7 Times Around the Jericho Wall |  Let’s Repeal Unilateral Divorce!

 

 

 

 

 

 

 

 

Legalism, Fundamentalism…and Time-Limits on Almighty God

Psalm-32-9-Posterby Standerinfamilycourt

I will instruct you and teach you in the way which you should go;
I will counsel you with My eye upon you.
Do not be as the horse or as the mule which have no understanding,
Whose trappings include bit and bridle to hold them in check,
Otherwise they will not come near to you.
Many are the sorrows of the wicked,
But he who trusts in the Lord, lovingkindness shall surround him.
– Psalms 32:8-10

Is the following reasoning not true in the carnal estimation of our contemporary “me”-vangelical culture?

Legalism is the unpopular belief that man’s divorce and remarriage while an estranged spouse remains alive is immoral.   (Malachi 2:16)

Fundamentalism is the far more unpopular conviction that man’s divorce and remarriage while an estranged spouse remains alive is impossible.  (Matthew 19:8)
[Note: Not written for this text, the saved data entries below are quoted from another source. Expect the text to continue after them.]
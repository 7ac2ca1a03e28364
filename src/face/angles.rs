use crate::services::TimeData;

/// Degrees the second hand turns per second, and the minute hand per minute.
const DEGREES_PER_TICK: f64 = 6.0;

/// Degrees the hour hand turns per hour.
const DEGREES_PER_HOUR: f64 = 30.0;

/// Rotation of each hand, in degrees clockwise from twelve o'clock.
///
/// Values are not wrapped modulo 360; rotation transforms accept any angle.
#[derive(Debug, Clone, Copy, PartialEq)]
pub struct HandAngles {
    /// Hour hand rotation.
    pub hour: f64,
    /// Minute hand rotation.
    pub minute: f64,
    /// Second hand rotation.
    pub second: f64,
}

impl HandAngles {
    /// Hand rotations for the given sample.
    pub fn from_time(time: &TimeData) -> Self {
        Self {
            hour: hour_angle(time.hours, time.minutes),
            minute: minute_angle(time.minutes, time.seconds),
            second: second_angle(time.seconds),
        }
    }
}

/// 6° per second.
pub fn second_angle(seconds: u32) -> f64 {
    f64::from(seconds) * DEGREES_PER_TICK
}

/// 6° per minute, plus 0.1° per second so the hand creeps between minutes.
pub fn minute_angle(minutes: u32, seconds: u32) -> f64 {
    f64::from(minutes) * DEGREES_PER_TICK + f64::from(seconds) / 10.0
}

/// 30° per hour on a 12-hour dial, plus 0.5° per minute.
pub fn hour_angle(hours: u32, minutes: u32) -> f64 {
    f64::from(hours % 12) * DEGREES_PER_HOUR + f64::from(minutes) / 2.0
}
use std::sync::Arc;

use async_trait::async_trait;
use tracing::info;

use crate::{
    cli::{
        CliError, Command, CommandResult,
        formatting::format_field,
        types::{ArgType, CommandArg, CommandMetadata},
    },
    settings::{SettingsField, SettingsStore},
};

/// Command for changing a single settings field.
///
/// Scales outside 0.5 to 3.0 are clamped, like the range slider they stand in for.
pub struct SetCommand {
    settings: Arc<SettingsStore>,
}

impl SetCommand {
    /// Creates a new SetCommand with the provided settings store.
    pub fn new(settings: Arc<SettingsStore>) -> Self {
        Self { settings }
    }
}

#[async_trait]
impl Command for SetCommand {
    async fn execute(&self, args: &[String]) -> CommandResult {
        let name = args.first().ok_or_else(|| {
            CliError::InvalidArguments("Expected <field> argument for 'set' command".to_string())
        })?;
        let raw = args.get(1).ok_or_else(|| {
            CliError::InvalidArguments("Expected <value> argument for 'set' command".to_string())
        })?;

        let field: SettingsField = name.parse().map_err(CliError::InvalidArguments)?;
        let next = self
            .settings
            .current()
            .with_field(field, raw)
            .map_err(|e| CliError::InvalidArguments(format!("{field}: {e}")))?;

        let applied = self.settings.replace(next);
        info!(%field, value = %applied.field_value(field), "Updated setting");

        Ok(format_field(&applied, field))
    }

    fn metadata(&self) -> CommandMetadata {
        CommandMetadata {
            name: "set".to_string(),
            description: "Change one settings field".to_string(),
            category: "settings".to_string(),
            args: vec![
                CommandArg {
                    name: "field".to_string(),
                    description: "Settings field (showAnalog, analogScale, theme, ...)".to_string(),
                    required: true,
                    value_type: ArgType::Field,
                },
                CommandArg {
                    name: "value".to_string(),
                    description: "New value: true/false, a scale between 0.5 and 3, or auto/light/dark"
                        .to_string(),
                    required: true,
                    value_type: ArgType::String,
                },
            ],
            examples: vec![
                "mechclock settings set theme dark".to_string(),
                "mechclock settings set digitalScale 1.5".to_string(),
            ],
        }
    }
}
Anyone who has an unconditional love relationship with Jesus Christ, and who continues to be led by the power of the Holy Spirit, instantly sees the self-righteous fault in both of the above presumptions.    Those whose love of Jesus is merely conditional will eventually wear down and will go their own way, espousing both fallacious attitudes.     Are such people lost forever?    Mercifully, no, provided they live long enough to fully surrender to His rule and unconditionally repent.      If their conversion was false, they will have a much more uphill battle to true faith from apostasy, because the Holy Spirit only indwells those who truly did die to self when they once embraced Christ.   Both the false convert and the backslider are equally lost at this point.   If their initial conversion was the real thing, His indwelling Holy Spirit, now grieved and quenched, will make them miserable on a daily basis until they forsake all of their self-worshipping ways, including faux spouses.     Either way, God’s faithful chastisement can be counted on, despite external appearances.
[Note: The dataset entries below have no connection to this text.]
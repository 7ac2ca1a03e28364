use std::sync::Arc;

use async_trait::async_trait;
use futures::StreamExt;
use tracing::{debug, info};

use crate::{
    cli::{
        CliError, Command, CommandResult,
        types::{ArgType, CommandArg, CommandMetadata},
    },
    services::{ClockService, TimeSource},
    settings::SettingsStore,
};

use super::visible_readouts;

/// Command running the clock live, one line per second.
///
/// Settings are re-read from storage on every tick, so toggles made from
/// another terminal show up immediately.
pub struct WatchCommand {
    settings: Arc<SettingsStore>,
    time_source: Arc<dyn TimeSource>,
}

impl WatchCommand {
    /// Creates a new WatchCommand.
    pub fn new(settings: Arc<SettingsStore>, time_source: Arc<dyn TimeSource>) -> Self {
        Self {
            settings,
            time_source,
        }
    }
}

#[async_trait]
impl Command for WatchCommand {
    async fn execute(&self, args: &[String]) -> CommandResult {
        let limit = args
            .first()
            .map(|raw| {
                raw.parse::<usize>().map_err(|_| {
                    CliError::InvalidArguments(format!("Expected a tick count, got '{raw}'"))
                })
            })
            .transpose()?;

        let service = ClockService::with_source(self.time_source.clone());
        let mut samples = Box::pin(service.watch());
        let ctrl_c = tokio::signal::ctrl_c();
        tokio::pin!(ctrl_c);

        info!(?limit, "Watching clock");
        let mut ticks = 0usize;

        loop {
            tokio::select! {
                sample = samples.next() => {
                    let Some(time) = sample else {
                        break;
                    };

                    let settings = self.settings.reload();
                    let line = visible_readouts(&settings, &time)
                        .into_iter()
                        .map(|(_, text)| text)
                        .collect::<Vec<_>>()
                        .join("  |  ");
                    println!("{line}");

                    ticks += 1;
                    if limit.is_some_and(|limit| ticks >= limit) {
                        break;
                    }
                }
                _ = &mut ctrl_c => {
                    debug!("Interrupted");
                    break;
                }
            }
        }

        service.stop();
        Ok(format!("Watch ended after {ticks} ticks"))
    }

    fn metadata(&self) -> CommandMetadata {
        CommandMetadata {
            name: "watch".to_string(),
            description: "Run the clock live until Ctrl+C".to_string(),
            category: "clock".to_string(),
            args: vec![CommandArg {
                name: "ticks".to_string(),
                description: "Stop after this many samples".to_string(),
                required: false,
                value_type: ArgType::Number,
            }],
            examples: vec![
                "mechclock clock watch".to_string(),
                "mechclock clock watch 10".to_string(),
            ],
        }
    }
}
/// Clock display commands.
pub mod clock;
/// Settings management commands.
pub mod settings;
use std::sync::Arc;

use async_trait::async_trait;

use crate::{
    cli::{
        CliError, Command, CommandResult,
        formatting::{format_field, format_settings},
        types::{ArgType, CommandArg, CommandMetadata},
    },
    settings::{SettingsField, SettingsStore},
};

/// Command for printing the current settings.
///
/// # Example Usage
///
/// ```bash
/// mechclock settings get
/// mechclock settings get showDigital
/// ```
pub struct GetCommand {
    settings: Arc<SettingsStore>,
}

impl GetCommand {
    /// Creates a new GetCommand with the provided settings store.
    pub fn new(settings: Arc<SettingsStore>) -> Self {
        Self { settings }
    }
}

#[async_trait]
impl Command for GetCommand {
    /// Prints one field, or every field when no field name is given.
    ///
    /// # Errors
    ///
    /// * `CliError::InvalidArguments` - If the field name is unknown
    async fn execute(&self, args: &[String]) -> CommandResult {
        let current = self.settings.current();

        let Some(name) = args.first() else {
            return Ok(format_settings(&current));
        };

        let field: SettingsField = name.parse().map_err(CliError::InvalidArguments)?;
        Ok(format_field(&current, field))
    }

    fn metadata(&self) -> CommandMetadata {
        CommandMetadata {
            name: "get".to_string(),
            description: "Show current settings".to_string(),
            category: "settings".to_string(),
            args: vec![CommandArg {
                name: "field".to_string(),
                description: "Settings field to show (e.g., showDigital); all fields if omitted"
                    .to_string(),
                required: false,
                value_type: ArgType::Field,
            }],
            examples: vec![
                "mechclock settings get".to_string(),
                "mechclock settings get theme".to_string(),
            ],
        }
    }
}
Actual legalism can be observed in such people long before the outright apostasy manifests in their actions and choices.     This legalism can also ripen into actual fundamentalism if it continues to grow in the heart of such a person, and this can be readily observed externally in visible elements such as the mode of dress adopted over time.     Their lack of unconditional love for Jesus often either results in a reverted desire to become indistinguishable from the surrounding lost culture in all their ways, or it can swing to the other extreme of a loss of desire to be both salty and attractive in the culture, instead becoming a walking caricature.

Esh

There was a marriage permanence retreat in Ohio Amish country recently, coincidentally timed in the aftermath of one such highly visible fall from grace of a stander who was very prominent on social media.  This retreat  drew several leaders of our movement, and discussion of that overshadowing incident seemed to be everywhere in that gathering, despite a great move of the Holy Spirit that weekend.  The hosts for that annual recurring event are gracious people of Amish heritage who sensed that their former community did not uniformly consist of true Christ-followers.   Many had come out of those Amish communities (typically, being “shunned” in the process) in order to more fully follow Christ without the legalism or fundamentalism that it becomes so easy to hide behind as a substitute for that love relationship with Him.    For the most part, this coming out did not fundamentally change their mode of dress or their characteristic reverence for holy matrimony.  It did not change their wonderful ethic of ministering to others.     They formed churches around similar values, but with Jesus firmly at the center.   Here they made traveling to participate in this retreat affordable for standers of limited resources by putting us up in their homes, where they soaked our families in prayer.   Non-standers in the community spent hours preparing and serving the meals so that standers could focus on the retreat sessions.       Former prodigals and their standers from within that community were wonderfully transparent with us about their journey, and some of the waiting standers themselves are also from that community.    This was a truly refreshing time for emotionally-battered covenant spouses who bear the tremendous burden for souls in their own family members.     Legalism and fundamentalism have little to do with our outer circumstances, and everything to do with whom or what is sitting on the throne of our individual hearts.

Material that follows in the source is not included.